Start of Material provided
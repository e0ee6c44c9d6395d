use crate::auth::CurrentUser;
use crate::task::web::TaskState;
use crate::task::{
    NewTask, Task, TaskChanges, TaskService, TaskServiceError, TaskStatus, TaskValidationError,
    parse_due_date,
};
use crate::web::api::ErrorResponse;
use axum::{
    Router,
    extract::{Extension, Path, State, rejection::JsonRejection},
    http::StatusCode,
    response::{IntoResponse, Json, Response},
    routing::get,
};
use chrono::NaiveDate;
use serde::{Deserialize, Deserializer, Serialize};
use std::sync::Arc;
use utoipa::ToSchema;

pub const TASK_NOT_FOUND: &str = "Task not found or not authorized";
pub const INVALID_JSON_BODY: &str = "Invalid JSON body.";

/// JSON representation of a Task for API responses.
#[derive(Debug, Serialize, Deserialize, ToSchema, PartialEq)]
pub struct TaskJson {
    /// Unique identifier for the task
    pub id: i32,
    /// What needs doing
    pub description: String,
    /// Optional due date (YYYY-MM-DD)
    pub due_date: Option<NaiveDate>,
    /// Either `in-progress` or `complete`
    pub status: TaskStatus,
    /// Date the task was completed (YYYY-MM-DD), null unless complete
    pub complete_date: Option<NaiveDate>,
}

impl From<Task> for TaskJson {
    fn from(task: Task) -> Self {
        Self {
            id: task.id(),
            description: task.description().to_string(),
            due_date: task.due_date(),
            status: task.status(),
            complete_date: task.complete_date(),
        }
    }
}

/// Request body for creating a task.
#[derive(Debug, Deserialize, ToSchema)]
pub struct CreateTaskRequest {
    /// Required, non-empty
    #[serde(default)]
    description: Option<String>,
    /// Optional due date (YYYY-MM-DD); null or empty means none
    #[serde(default)]
    due_date: Option<String>,
    /// Defaults to `in-progress`
    #[serde(default)]
    status: Option<String>,
}

/// Request body for a partial update. Omitted fields are left unchanged.
#[derive(Debug, Deserialize, ToSchema)]
pub struct UpdateTaskRequest {
    #[serde(default)]
    description: Option<String>,
    /// A date sets the due date; null or empty clears it
    #[serde(default, deserialize_with = "deserialize_present")]
    #[schema(value_type = Option<String>)]
    due_date: Option<Option<String>>,
    #[serde(default)]
    status: Option<String>,
}

/// Distinguishes a field sent as `null` (`Some(None)`) from an omitted one (`None`).
fn deserialize_present<'de, D, T>(deserializer: D) -> Result<Option<Option<T>>, D::Error>
where
    D: Deserializer<'de>,
    T: Deserialize<'de>,
{
    Option::<T>::deserialize(deserializer).map(Some)
}

fn parse_status(status: Option<&str>) -> Result<Option<TaskStatus>, TaskValidationError> {
    status.map(str::parse).transpose()
}

impl TryFrom<CreateTaskRequest> for NewTask {
    type Error = TaskValidationError;

    fn try_from(request: CreateTaskRequest) -> Result<Self, Self::Error> {
        let due_date = parse_due_date(request.due_date.as_deref())?;
        let status = parse_status(request.status.as_deref())?;
        NewTask::new(request.description, due_date, status)
    }
}

impl TryFrom<UpdateTaskRequest> for TaskChanges {
    type Error = TaskValidationError;

    fn try_from(request: UpdateTaskRequest) -> Result<Self, Self::Error> {
        let due_date = match request.due_date {
            Some(raw) => Some(parse_due_date(raw.as_deref())?),
            None => None,
        };
        let status = parse_status(request.status.as_deref())?;
        TaskChanges::new(request.description, due_date, status)
    }
}

/// Errors returned by the task API, each mapped to a JSON `{error}` body.
#[derive(Debug, thiserror::Error)]
pub enum TaskApiError {
    #[error(transparent)]
    Validation(#[from] TaskValidationError),
    #[error("Malformed request body: {0}")]
    MalformedBody(#[from] JsonRejection),
    /// Missing and not-owned tasks are reported identically.
    #[error("Task not found")]
    NotFound,
    #[error("Task service error: {0}")]
    Service(TaskServiceError),
}

impl From<TaskServiceError> for TaskApiError {
    fn from(err: TaskServiceError) -> Self {
        match err {
            TaskServiceError::NotFound(_) => TaskApiError::NotFound,
            other => TaskApiError::Service(other),
        }
    }
}

impl IntoResponse for TaskApiError {
    fn into_response(self) -> Response {
        let (status, message) = match &self {
            TaskApiError::Validation(err) => (StatusCode::BAD_REQUEST, err.to_string()),
            TaskApiError::MalformedBody(rejection) => {
                tracing::debug!("Rejected request body: {}", rejection);
                (StatusCode::BAD_REQUEST, INVALID_JSON_BODY.to_string())
            }
            TaskApiError::NotFound => (StatusCode::NOT_FOUND, TASK_NOT_FOUND.to_string()),
            TaskApiError::Service(err) => {
                tracing::error!("Task request failed: {}", err);
                (
                    StatusCode::INTERNAL_SERVER_ERROR,
                    "An unexpected error occurred while processing your request. Please try again later."
                        .to_string(),
                )
            }
        };
        (status, Json(ErrorResponse::new(message))).into_response()
    }
}

/// Task IDs that are not integers cannot name any task.
fn parse_task_id(raw: &str) -> Result<i32, TaskApiError> {
    raw.parse().map_err(|_| TaskApiError::NotFound)
}

/// Handler for GET /api/tasks/ - Returns the caller's tasks, newest first.
#[tracing::instrument(skip(state, user), fields(user_id = user.id))]
#[utoipa::path(
    get,
    path = "/api/tasks/",
    responses(
        (status = 200, description = "Tasks owned by the caller", body = Vec<TaskJson>),
        (status = 401, description = "Not logged in", body = ErrorResponse)
    ),
    tag = "Tasks"
)]
pub async fn list_tasks_handler(
    State(state): State<Arc<TaskState>>,
    Extension(user): Extension<CurrentUser>,
) -> Result<Json<Vec<TaskJson>>, TaskApiError> {
    let tasks = TaskService::new(&state.db).list_tasks(user.id).await?;
    Ok(Json(tasks.into_iter().map(TaskJson::from).collect()))
}

/// Handler for POST /api/tasks/ - Creates a task owned by the caller.
#[tracing::instrument(skip(state, user, payload), fields(user_id = user.id))]
#[utoipa::path(
    post,
    path = "/api/tasks/",
    request_body = CreateTaskRequest,
    responses(
        (status = 201, description = "Task created", body = TaskJson),
        (status = 400, description = "Invalid input", body = ErrorResponse),
        (status = 401, description = "Not logged in", body = ErrorResponse),
        (status = 403, description = "Missing or wrong CSRF token", body = ErrorResponse)
    ),
    tag = "Tasks"
)]
pub async fn create_task_handler(
    State(state): State<Arc<TaskState>>,
    Extension(user): Extension<CurrentUser>,
    payload: Result<Json<CreateTaskRequest>, JsonRejection>,
) -> Result<(StatusCode, Json<TaskJson>), TaskApiError> {
    let Json(request) = payload?;
    let new_task = NewTask::try_from(request)?;
    let task = TaskService::new(&state.db)
        .create_task(user.id, new_task)
        .await?;
    Ok((StatusCode::CREATED, Json(TaskJson::from(task))))
}

/// Handler for GET /api/tasks/{id}/ - Returns one of the caller's tasks.
#[tracing::instrument(skip(state, user), fields(user_id = user.id))]
#[utoipa::path(
    get,
    path = "/api/tasks/{id}/",
    params(("id" = i32, Path, description = "Task ID")),
    responses(
        (status = 200, description = "The task", body = TaskJson),
        (status = 404, description = "No such task owned by the caller", body = ErrorResponse)
    ),
    tag = "Tasks"
)]
pub async fn get_task_handler(
    State(state): State<Arc<TaskState>>,
    Extension(user): Extension<CurrentUser>,
    Path(id): Path<String>,
) -> Result<Json<TaskJson>, TaskApiError> {
    let id = parse_task_id(&id)?;
    let task = TaskService::new(&state.db).get_task(user.id, id).await?;
    Ok(Json(TaskJson::from(task)))
}

/// Handler for PUT/PATCH /api/tasks/{id}/ - Partially updates one of the caller's tasks.
#[tracing::instrument(skip(state, user, payload), fields(user_id = user.id))]
#[utoipa::path(
    patch,
    path = "/api/tasks/{id}/",
    params(("id" = i32, Path, description = "Task ID")),
    request_body = UpdateTaskRequest,
    responses(
        (status = 200, description = "The updated task", body = TaskJson),
        (status = 400, description = "Invalid input", body = ErrorResponse),
        (status = 404, description = "No such task owned by the caller", body = ErrorResponse)
    ),
    tag = "Tasks"
)]
pub async fn update_task_handler(
    State(state): State<Arc<TaskState>>,
    Extension(user): Extension<CurrentUser>,
    Path(id): Path<String>,
    payload: Result<Json<UpdateTaskRequest>, JsonRejection>,
) -> Result<Json<TaskJson>, TaskApiError> {
    let id = parse_task_id(&id)?;
    let Json(request) = payload?;
    let changes = TaskChanges::try_from(request)?;
    let task = TaskService::new(&state.db)
        .update_task(user.id, id, changes)
        .await?;
    Ok(Json(TaskJson::from(task)))
}

/// Handler for DELETE /api/tasks/{id}/ - Deletes one of the caller's tasks.
#[tracing::instrument(skip(state, user), fields(user_id = user.id))]
#[utoipa::path(
    delete,
    path = "/api/tasks/{id}/",
    params(("id" = i32, Path, description = "Task ID")),
    responses(
        (status = 204, description = "Task deleted"),
        (status = 404, description = "No such task owned by the caller", body = ErrorResponse)
    ),
    tag = "Tasks"
)]
pub async fn delete_task_handler(
    State(state): State<Arc<TaskState>>,
    Extension(user): Extension<CurrentUser>,
    Path(id): Path<String>,
) -> Result<StatusCode, TaskApiError> {
    let id = parse_task_id(&id)?;
    TaskService::new(&state.db).delete_task(user.id, id).await?;
    Ok(StatusCode::NO_CONTENT)
}

/// Creates and returns the tasks API router.
/// Mount it behind the authentication and CSRF middlewares.
pub fn create_api_router(state: Arc<TaskState>) -> Router {
    Router::new()
        .route(
            "/api/tasks/",
            get(list_tasks_handler).post(create_task_handler),
        )
        .route(
            "/api/tasks/{id}/",
            get(get_task_handler)
                .put(update_task_handler)
                .patch(update_task_handler)
                .delete(delete_task_handler),
        )
        .with_state(state)
}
End of Material provided
### Task
A single number, please: the count of lines above that contain the string "impl".

### Reply to the task
5